• WHAT YOU ARE ASKED TO DO: Out of the lines below, please list those that hold the string "bool".

• Saved entries:

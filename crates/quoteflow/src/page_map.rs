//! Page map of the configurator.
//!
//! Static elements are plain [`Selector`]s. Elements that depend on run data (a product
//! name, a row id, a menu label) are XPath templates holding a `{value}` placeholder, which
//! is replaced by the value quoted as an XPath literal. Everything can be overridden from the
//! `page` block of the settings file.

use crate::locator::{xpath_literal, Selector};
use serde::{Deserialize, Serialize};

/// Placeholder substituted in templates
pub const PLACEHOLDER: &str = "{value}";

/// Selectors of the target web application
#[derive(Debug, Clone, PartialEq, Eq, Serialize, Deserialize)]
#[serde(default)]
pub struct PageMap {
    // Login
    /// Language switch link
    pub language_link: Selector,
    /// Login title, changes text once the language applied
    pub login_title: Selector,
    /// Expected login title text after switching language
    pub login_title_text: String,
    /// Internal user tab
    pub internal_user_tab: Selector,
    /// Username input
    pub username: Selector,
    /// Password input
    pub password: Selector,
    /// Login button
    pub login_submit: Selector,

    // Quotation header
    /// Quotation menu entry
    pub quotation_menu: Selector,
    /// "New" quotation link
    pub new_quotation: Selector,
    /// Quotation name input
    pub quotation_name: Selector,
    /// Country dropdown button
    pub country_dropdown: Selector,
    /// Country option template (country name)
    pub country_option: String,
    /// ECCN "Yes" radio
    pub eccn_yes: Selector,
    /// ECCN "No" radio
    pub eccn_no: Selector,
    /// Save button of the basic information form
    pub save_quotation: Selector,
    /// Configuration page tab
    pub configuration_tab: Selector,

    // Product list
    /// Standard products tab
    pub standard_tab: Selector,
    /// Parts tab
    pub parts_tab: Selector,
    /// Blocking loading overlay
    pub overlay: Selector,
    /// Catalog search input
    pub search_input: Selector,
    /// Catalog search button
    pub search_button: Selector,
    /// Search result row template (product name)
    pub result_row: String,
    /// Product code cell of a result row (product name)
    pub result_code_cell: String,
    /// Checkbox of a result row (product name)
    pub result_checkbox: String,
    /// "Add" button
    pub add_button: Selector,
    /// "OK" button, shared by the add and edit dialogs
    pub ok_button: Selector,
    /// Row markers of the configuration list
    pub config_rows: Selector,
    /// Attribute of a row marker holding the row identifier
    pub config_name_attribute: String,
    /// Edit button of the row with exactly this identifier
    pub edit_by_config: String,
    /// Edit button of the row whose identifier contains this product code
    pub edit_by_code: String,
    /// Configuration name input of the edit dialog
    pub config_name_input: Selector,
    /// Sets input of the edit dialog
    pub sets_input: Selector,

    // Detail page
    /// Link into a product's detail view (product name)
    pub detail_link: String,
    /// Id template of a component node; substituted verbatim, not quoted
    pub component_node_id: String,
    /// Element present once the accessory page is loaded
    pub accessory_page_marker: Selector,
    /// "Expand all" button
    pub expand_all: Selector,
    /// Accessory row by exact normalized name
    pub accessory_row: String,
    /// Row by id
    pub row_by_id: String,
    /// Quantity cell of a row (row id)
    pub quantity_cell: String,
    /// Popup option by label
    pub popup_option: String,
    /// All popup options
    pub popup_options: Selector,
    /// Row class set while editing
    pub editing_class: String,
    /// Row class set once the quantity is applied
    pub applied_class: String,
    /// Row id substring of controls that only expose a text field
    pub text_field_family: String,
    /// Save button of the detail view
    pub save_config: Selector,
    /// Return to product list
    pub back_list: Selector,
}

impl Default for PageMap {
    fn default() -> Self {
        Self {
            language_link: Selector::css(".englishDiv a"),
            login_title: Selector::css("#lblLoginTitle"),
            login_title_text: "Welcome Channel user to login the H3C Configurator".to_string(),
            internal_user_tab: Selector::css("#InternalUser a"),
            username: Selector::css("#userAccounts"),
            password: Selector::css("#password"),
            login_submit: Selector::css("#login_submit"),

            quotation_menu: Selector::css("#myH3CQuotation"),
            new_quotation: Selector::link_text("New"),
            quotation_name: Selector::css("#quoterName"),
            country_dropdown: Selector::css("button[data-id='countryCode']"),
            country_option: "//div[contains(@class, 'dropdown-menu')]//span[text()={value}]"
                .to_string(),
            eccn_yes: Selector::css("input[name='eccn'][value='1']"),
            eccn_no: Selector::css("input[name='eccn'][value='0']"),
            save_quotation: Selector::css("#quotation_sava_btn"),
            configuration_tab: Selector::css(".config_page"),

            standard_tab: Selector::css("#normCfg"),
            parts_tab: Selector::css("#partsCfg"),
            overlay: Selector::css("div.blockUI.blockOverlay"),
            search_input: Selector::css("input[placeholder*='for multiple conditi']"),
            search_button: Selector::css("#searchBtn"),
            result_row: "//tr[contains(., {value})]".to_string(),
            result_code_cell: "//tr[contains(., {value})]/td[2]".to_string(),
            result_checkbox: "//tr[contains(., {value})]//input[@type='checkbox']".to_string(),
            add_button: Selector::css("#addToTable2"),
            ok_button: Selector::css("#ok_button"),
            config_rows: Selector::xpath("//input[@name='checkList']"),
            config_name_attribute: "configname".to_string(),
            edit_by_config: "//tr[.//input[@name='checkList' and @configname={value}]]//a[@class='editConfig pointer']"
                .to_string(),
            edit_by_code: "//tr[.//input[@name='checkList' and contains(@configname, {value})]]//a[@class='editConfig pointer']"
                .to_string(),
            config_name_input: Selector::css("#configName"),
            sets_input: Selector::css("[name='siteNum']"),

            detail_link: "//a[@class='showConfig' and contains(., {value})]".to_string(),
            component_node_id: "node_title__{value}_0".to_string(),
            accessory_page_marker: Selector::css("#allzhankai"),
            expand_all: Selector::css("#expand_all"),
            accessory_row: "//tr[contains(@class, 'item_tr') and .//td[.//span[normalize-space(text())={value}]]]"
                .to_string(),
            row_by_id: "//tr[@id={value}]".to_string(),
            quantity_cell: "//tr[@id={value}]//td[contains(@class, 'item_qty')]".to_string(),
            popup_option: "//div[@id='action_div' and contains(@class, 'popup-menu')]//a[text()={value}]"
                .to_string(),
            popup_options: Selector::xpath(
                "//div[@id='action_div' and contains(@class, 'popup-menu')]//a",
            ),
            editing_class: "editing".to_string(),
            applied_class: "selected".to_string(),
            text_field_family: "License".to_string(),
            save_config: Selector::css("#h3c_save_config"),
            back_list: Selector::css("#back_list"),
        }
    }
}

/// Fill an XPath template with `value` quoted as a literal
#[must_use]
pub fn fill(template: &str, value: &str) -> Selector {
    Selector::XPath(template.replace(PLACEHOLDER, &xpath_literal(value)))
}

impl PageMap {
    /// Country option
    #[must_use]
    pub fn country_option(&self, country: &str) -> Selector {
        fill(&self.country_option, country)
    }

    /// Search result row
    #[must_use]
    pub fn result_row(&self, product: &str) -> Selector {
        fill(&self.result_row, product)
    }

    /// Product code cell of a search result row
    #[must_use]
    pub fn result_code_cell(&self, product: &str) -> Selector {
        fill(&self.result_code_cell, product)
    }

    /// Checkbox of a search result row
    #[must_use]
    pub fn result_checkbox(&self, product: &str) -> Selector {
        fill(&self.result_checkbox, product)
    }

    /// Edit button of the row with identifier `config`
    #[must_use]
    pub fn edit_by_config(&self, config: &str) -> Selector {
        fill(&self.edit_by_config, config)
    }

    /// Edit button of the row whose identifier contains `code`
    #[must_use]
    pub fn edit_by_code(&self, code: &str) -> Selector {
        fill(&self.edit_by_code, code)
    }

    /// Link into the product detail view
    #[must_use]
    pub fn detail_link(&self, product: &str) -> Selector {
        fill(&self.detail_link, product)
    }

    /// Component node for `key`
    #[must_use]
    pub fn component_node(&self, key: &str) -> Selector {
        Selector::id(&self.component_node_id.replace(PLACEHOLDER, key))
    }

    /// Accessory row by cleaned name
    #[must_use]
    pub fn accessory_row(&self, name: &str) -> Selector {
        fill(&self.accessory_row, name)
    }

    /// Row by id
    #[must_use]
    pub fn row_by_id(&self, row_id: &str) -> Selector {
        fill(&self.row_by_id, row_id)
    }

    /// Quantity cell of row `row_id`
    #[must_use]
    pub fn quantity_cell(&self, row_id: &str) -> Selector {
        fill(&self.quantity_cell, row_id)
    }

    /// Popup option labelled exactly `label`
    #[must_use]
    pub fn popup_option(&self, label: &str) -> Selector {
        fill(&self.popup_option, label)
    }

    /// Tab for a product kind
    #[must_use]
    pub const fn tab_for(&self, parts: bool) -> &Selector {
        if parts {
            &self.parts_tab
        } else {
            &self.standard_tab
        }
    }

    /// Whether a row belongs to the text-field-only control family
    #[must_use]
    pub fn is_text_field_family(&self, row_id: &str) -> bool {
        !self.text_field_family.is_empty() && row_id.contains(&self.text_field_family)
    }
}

• THE COMPLETED TASK:
    pub const fn tab_for(&self, parts: bool) -> &Selector {
    pub fn is_text_field_family(&self, row_id: &str) -> bool {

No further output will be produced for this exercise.